Human Rights Watch, alongside other human rights organisations such as Fortify Rights, have also argued that other countries throw in their weight in supporting Gambia’s efforts.  The ICJ Statute also notes that that court’s order for provision measures is relayed to the UN Security Council, where further pressure might be brought to bear.

While many an action goes to the Security Council to wither, the use of the ICJ in assessing state responsibility for grave human rights violations can only be cheered by advocates of that often nebulous idea known as the rule of law.  The effectiveness of such processes must be seen alongside the work of prosecutors from the International Criminal Court, which has jurisdiction to try individuals.

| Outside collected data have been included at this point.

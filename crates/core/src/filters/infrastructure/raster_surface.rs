use image::{Rgb, RgbImage};
use imageproc::drawing::{draw_filled_circle_mut, draw_filled_rect_mut};

use crate::filters::domain::drawing_surface::{Color, DrawingSurface, LinearGradient, RenderError};
use crate::shared::face_geometry::{Point, Rect};
use crate::shared::frame::Frame;
use crate::video::domain::frame_sink::FrameSink;

/// CPU drawing surface backed by an [`RgbImage`].
///
/// `clear` copies the video frame into the canvas, filters paint over it with
/// `imageproc`, and `present` hands the finished frame to a [`FrameSink`].
/// Rectangles cover the pixels in `[round(x), round(x + w))` on each axis.
pub struct RasterSurface {
    sink: Box<dyn FrameSink>,
    canvas: Option<RgbImage>,
    /// Identity of the frame the canvas was cleared to.
    frame_index: usize,
    frame_timestamp: std::time::Duration,
    last_presented: Option<Frame>,
}

impl RasterSurface {
    pub fn new(sink: Box<dyn FrameSink>) -> Self {
        Self {
            sink,
            canvas: None,
            frame_index: 0,
            frame_timestamp: std::time::Duration::ZERO,
            last_presented: None,
        }
    }

    /// The most recently presented frame.
    pub fn last_presented(&self) -> Option<&Frame> {
        self.last_presented.as_ref()
    }

    fn canvas_mut(&mut self) -> Result<&mut RgbImage, RenderError> {
        self.canvas.as_mut().ok_or_else(|| {
            RenderError::SurfaceNotReady("draw called before clear".into())
        })
    }
}

impl Drop for RasterSurface {
    fn drop(&mut self) {
        if let Err(e) = self.sink.close() {
            log::warn!("Failed to close frame sink: {e}");
        }
    }
}

fn rgb(color: Color) -> Rgb<u8> {
    Rgb([color.r, color.g, color.b])
}

/// Pixel span `[x0, x1) × [y0, y1)` covered by `rect`, cropped to the canvas.
fn pixel_bounds(rect: &Rect, width: u32, height: u32) -> Option<(u32, u32, u32, u32)> {
    if !rect.is_drawable() {
        return None;
    }
    let snap = |v: f64, max: u32| v.round().clamp(0.0, max as f64) as u32;
    let x0 = snap(rect.x, width);
    let x1 = snap(rect.right(), width);
    let y0 = snap(rect.y, height);
    let y1 = snap(rect.bottom(), height);
    if x1 <= x0 || y1 <= y0 {
        return None;
    }
    Some((x0, y0, x1, y1))
}

fn frame_to_rgb(frame: &Frame) -> Result<RgbImage, RenderError> {
    let data = match frame.channels() {
        3 => frame.data().to_vec(),
        4 => frame
            .data()
            .chunks_exact(4)
            .flat_map(|px| [px[0], px[1], px[2]])
            .collect(),
        other => return Err(RenderError::UnsupportedImage(other)),
    };
    RgbImage::from_raw(frame.width(), frame.height(), data)
        .ok_or_else(|| RenderError::SurfaceNotReady("frame buffer does not match its size".into()))
}

impl DrawingSurface for RasterSurface {
    fn clear(&mut self, background: &Frame) -> Result<(), RenderError> {
        self.canvas = Some(frame_to_rgb(background)?);
        self.frame_index = background.index();
        self.frame_timestamp = background.timestamp();
        Ok(())
    }

    fn draw_rect(&mut self, rect: Rect, color: Color) -> Result<(), RenderError> {
        let canvas = self.canvas_mut()?;
        let Some((x0, y0, x1, y1)) = pixel_bounds(&rect, canvas.width(), canvas.height()) else {
            return Ok(());
        };
        let area = imageproc::rect::Rect::at(x0 as i32, y0 as i32).of_size(x1 - x0, y1 - y0);
        draw_filled_rect_mut(canvas, area, rgb(color));
        Ok(())
    }

    fn draw_circle(
        &mut self,
        center: Point,
        radius: f64,
        color: Color,
    ) -> Result<(), RenderError> {
        let canvas = self.canvas_mut()?;
        if !center.is_finite() || !radius.is_finite() || radius <= 0.0 {
            return Ok(());
        }
        let c = (center.x.round() as i32, center.y.round() as i32);
        draw_filled_circle_mut(canvas, c, radius.round() as i32, rgb(color));
        Ok(())
    }

    fn draw_gradient_rect(
        &mut self,
        rect: Rect,
        gradient: &LinearGradient,
    ) -> Result<(), RenderError> {
        let canvas = self.canvas_mut()?;
        let Some((x0, y0, x1, y1)) = pixel_bounds(&rect, canvas.width(), canvas.height()) else {
            return Ok(());
        };
        for y in y0..y1 {
            for x in x0..x1 {
                let center = Point::new(x as f64 + 0.5, y as f64 + 0.5);
                canvas.put_pixel(x, y, rgb(gradient.color_at_point(center)));
            }
        }
        Ok(())
    }

    fn draw_image(&mut self, image: &Frame, dest: Rect) -> Result<(), RenderError> {
        let channels = image.channels();
        if channels != 3 && channels != 4 {
            return Err(RenderError::UnsupportedImage(channels));
        }
        let canvas = self.canvas_mut()?;
        if image.width() == 0 || image.height() == 0 {
            return Ok(());
        }
        let Some((x0, y0, x1, y1)) = pixel_bounds(&dest, canvas.width(), canvas.height()) else {
            return Ok(());
        };
        let scale_x = image.width() as f64 / dest.width;
        let scale_y = image.height() as f64 / dest.height;
        for y in y0..y1 {
            let sy = (((y as f64 + 0.5 - dest.y) * scale_y).floor() as i64)
                .clamp(0, image.height() as i64 - 1) as u32;
            for x in x0..x1 {
                let sx = (((x as f64 + 0.5 - dest.x) * scale_x).floor() as i64)
                    .clamp(0, image.width() as i64 - 1) as u32;
                let src = image.pixel(sx, sy);
                let dst = canvas.get_pixel_mut(x, y);
                if channels == 4 {
                    let a = src[3] as u32;
                    for c in 0..3 {
                        dst.0[c] = ((src[c] as u32 * a + dst.0[c] as u32 * (255 - a) + 127) / 255)
                            as u8;
                    }
                } else {
                    dst.0 = [src[0], src[1], src[2]];
                }
            }
        }
        Ok(())
    }

    fn present(&mut self) -> Result<(), RenderError> {
        let canvas = self.canvas.take().ok_or_else(|| {
            RenderError::SurfaceNotReady("present called before clear".into())
        })?;
        let (w, h) = canvas.dimensions();
        let frame = Frame::new(canvas.into_raw(), w, h, 3, self.frame_index)
            .with_timestamp(self.frame_timestamp);
        self.sink
            .write(&frame)
            .map_err(|e| RenderError::Present(e.to_string()))?;
        self.last_presented = Some(frame);
        Ok(())
    }
}

#[cfg(test)]
mod tests {
    use super::*;
    use crate::video::domain::frame_sink::NullFrameSink;
    use crate::video::infrastructure::channel_frame_sink::ChannelFrameSink;
    use crossbeam_channel::Receiver;

    const GRAY: [u8; 3] = [128, 128, 128];

    fn gray_frame(w: u32, h: u32) -> Frame {
        Frame::new(GRAY.repeat((w * h) as usize), w, h, 3, 3)
    }

    fn surface() -> RasterSurface {
        RasterSurface::new(Box::new(NullFrameSink))
    }

    fn channel_surface() -> (RasterSurface, Receiver<Frame>) {
        let (tx, rx) = crossbeam_channel::unbounded();
        (RasterSurface::new(Box::new(ChannelFrameSink::new(tx))), rx)
    }

    #[test]
    fn test_clear_then_present_shows_background() {
        let (mut s, rx) = channel_surface();
        let frame = gray_frame(4, 4).with_timestamp(std::time::Duration::from_millis(40));
        s.clear(&frame).unwrap();
        s.present().unwrap();

        let out = rx.try_recv().unwrap();
        assert_eq!(out.data(), frame.data());
        assert_eq!(out.index(), 3);
        assert_eq!(out.timestamp(), std::time::Duration::from_millis(40));
    }

    #[test]
    fn test_sunglasses_band_pixels() {
        let mut s = surface();
        s.clear(&gray_frame(400, 300)).unwrap();
        s.draw_rect(Rect::new(100.0, 90.0, 200.0, 20.0), Color::BLACK)
            .unwrap();
        s.present().unwrap();

        let out = s.last_presented().unwrap();
        assert_eq!(out.pixel(100, 90), &[0, 0, 0]);
        assert_eq!(out.pixel(299, 109), &[0, 0, 0]);
        assert_eq!(out.pixel(99, 90), &GRAY);
        assert_eq!(out.pixel(300, 90), &GRAY);
        assert_eq!(out.pixel(100, 89), &GRAY);
        assert_eq!(out.pixel(100, 110), &GRAY);
    }

    #[test]
    fn test_clown_nose_pixels() {
        let mut s = surface();
        s.clear(&gray_frame(400, 300)).unwrap();
        s.draw_circle(Point::new(200.0, 110.0), 20.0, Color::RED)
            .unwrap();
        s.present().unwrap();

        let out = s.last_presented().unwrap();
        assert_eq!(out.pixel(200, 110), &[255, 0, 0]);
        assert_eq!(out.pixel(219, 110), &[255, 0, 0]);
        assert_eq!(out.pixel(200, 91), &[255, 0, 0]);
        assert_eq!(out.pixel(222, 110), &GRAY);
        assert_eq!(out.pixel(216, 126), &GRAY);
    }

    #[test]
    fn test_rect_partly_outside_is_cropped() {
        let mut s = surface();
        s.clear(&gray_frame(10, 10)).unwrap();
        s.draw_rect(Rect::new(-5.0, 8.0, 8.0, 10.0), Color::BLACK)
            .unwrap();
        s.present().unwrap();

        let out = s.last_presented().unwrap();
        assert_eq!(out.pixel(0, 9), &[0, 0, 0]);
        assert_eq!(out.pixel(2, 8), &[0, 0, 0]);
        assert_eq!(out.pixel(3, 8), &GRAY);
        assert_eq!(out.pixel(0, 7), &GRAY);
    }

    #[test]
    fn test_gradient_corners() {
        let mut s = surface();
        s.clear(&gray_frame(100, 100)).unwrap();
        let rect = Rect::new(0.0, 0.0, 100.0, 100.0);
        s.draw_gradient_rect(
            rect,
            &crate::filters::domain::filter_drawing::rainbow_gradient(&rect),
        )
        .unwrap();
        s.present().unwrap();

        let out = s.last_presented().unwrap();
        // Pixel centers sit half a pixel inside the corners.
        assert_eq!(out.pixel(0, 0), &[255, 4, 0]);
        assert_eq!(out.pixel(99, 99), &[125, 0, 131]);
    }

    #[test]
    fn test_draw_image_scales_nearest() {
        let mut s = surface();
        s.clear(&gray_frame(8, 8)).unwrap();
        // 2x1 image: red, blue
        let image = Frame::new(vec![255, 0, 0, 0, 0, 255], 2, 1, 3, 0);
        s.draw_image(&image, Rect::new(0.0, 0.0, 8.0, 4.0)).unwrap();
        s.present().unwrap();

        let out = s.last_presented().unwrap();
        assert_eq!(out.pixel(0, 0), &[255, 0, 0]);
        assert_eq!(out.pixel(3, 3), &[255, 0, 0]);
        assert_eq!(out.pixel(4, 0), &[0, 0, 255]);
        assert_eq!(out.pixel(7, 3), &[0, 0, 255]);
        assert_eq!(out.pixel(0, 4), &GRAY);
    }

    #[test]
    fn test_draw_image_blends_alpha() {
        let mut s = surface();
        s.clear(&Frame::new(vec![0, 0, 0, 0, 0, 0], 2, 1, 3, 0))
            .unwrap();
        // Opaque white, then fully transparent white.
        let image = Frame::new(vec![255, 255, 255, 255, 255, 255, 255, 0], 2, 1, 4, 0);
        s.draw_image(&image, Rect::new(0.0, 0.0, 2.0, 1.0)).unwrap();
        s.present().unwrap();

        let out = s.last_presented().unwrap();
        assert_eq!(out.pixel(0, 0), &[255, 255, 255]);
        assert_eq!(out.pixel(1, 0), &[0, 0, 0]);
    }

    #[test]
    fn test_draw_before_clear_is_not_ready() {
        let mut s = surface();
        assert!(matches!(
            s.draw_rect(Rect::new(0.0, 0.0, 1.0, 1.0), Color::BLACK),
            Err(RenderError::SurfaceNotReady(_))
        ));
        assert!(matches!(s.present(), Err(RenderError::SurfaceNotReady(_))));
    }

    #[test]
    fn test_draw_after_present_requires_clear() {
        let mut s = surface();
        s.clear(&gray_frame(2, 2)).unwrap();
        s.present().unwrap();
        assert!(s
            .draw_circle(Point::new(1.0, 1.0), 1.0, Color::RED)
            .is_err());
    }

    #[test]
    fn test_same_draws_are_pixel_identical() {
        let render = || {
            let mut s = surface();
            s.clear(&gray_frame(64, 64)).unwrap();
            s.draw_rect(Rect::new(3.3, 7.6, 20.2, 5.5), Color::BLACK)
                .unwrap();
            s.draw_circle(Point::new(30.4, 30.6), 6.2, Color::RED)
                .unwrap();
            let rect = Rect::new(10.0, 10.0, 40.0, 40.0);
            s.draw_gradient_rect(
                rect,
                &crate::filters::domain::filter_drawing::rainbow_gradient(&rect),
            )
            .unwrap();
            s.present().unwrap();
            s.last_presented().unwrap().data().to_vec()
        };
        assert_eq!(render(), render());
    }

    #[test]
    fn test_rgba_background_drops_alpha() {
        let mut s = surface();
        s.clear(&Frame::new(vec![1, 2, 3, 4], 1, 1, 4, 0)).unwrap();
        s.present().unwrap();
        assert_eq!(s.last_presented().unwrap().data(), &[1, 2, 3]);
    }

    #[test]
    fn test_failing_sink_reports_present_error() {
        struct FailingSink;
        impl FrameSink for FailingSink {
            fn write(&mut self, _frame: &Frame) -> Result<(), Box<dyn std::error::Error>> {
                Err("disk full".into())
            }
        }
        let mut s = RasterSurface::new(Box::new(FailingSink));
        s.clear(&gray_frame(2, 2)).unwrap();
        assert_eq!(
            s.present(),
            Err(RenderError::Present("disk full".to_string()))
        );
    }
}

Individual lawsuits are also being filed against the regime, building on the principle of universal jurisdiction.  The Burmese Rohingya Organisation UK (BROUK), for instance, convinced the Argentinian judiciary in November 2021 to open a case against the Myanmar military, with specific reference to various senior figures of the junta, including Min Aung Hlaing.  The Second Chamber of the Appeal Court reaffirmed that “the gravity of the facts and the violation of ius cogens norms permit that those facts are investigated in our country”.

Sadly, the ICJ proceeding is bound to take years of cautious and lengthy deliberations, by which time the military sadists may well have achieved their venal goal of ridding the country of the Rohingya.  In the words of a protest banner being sported outside the Peace Palace in The Hague, “The genocide survivors can’t wait for generations.”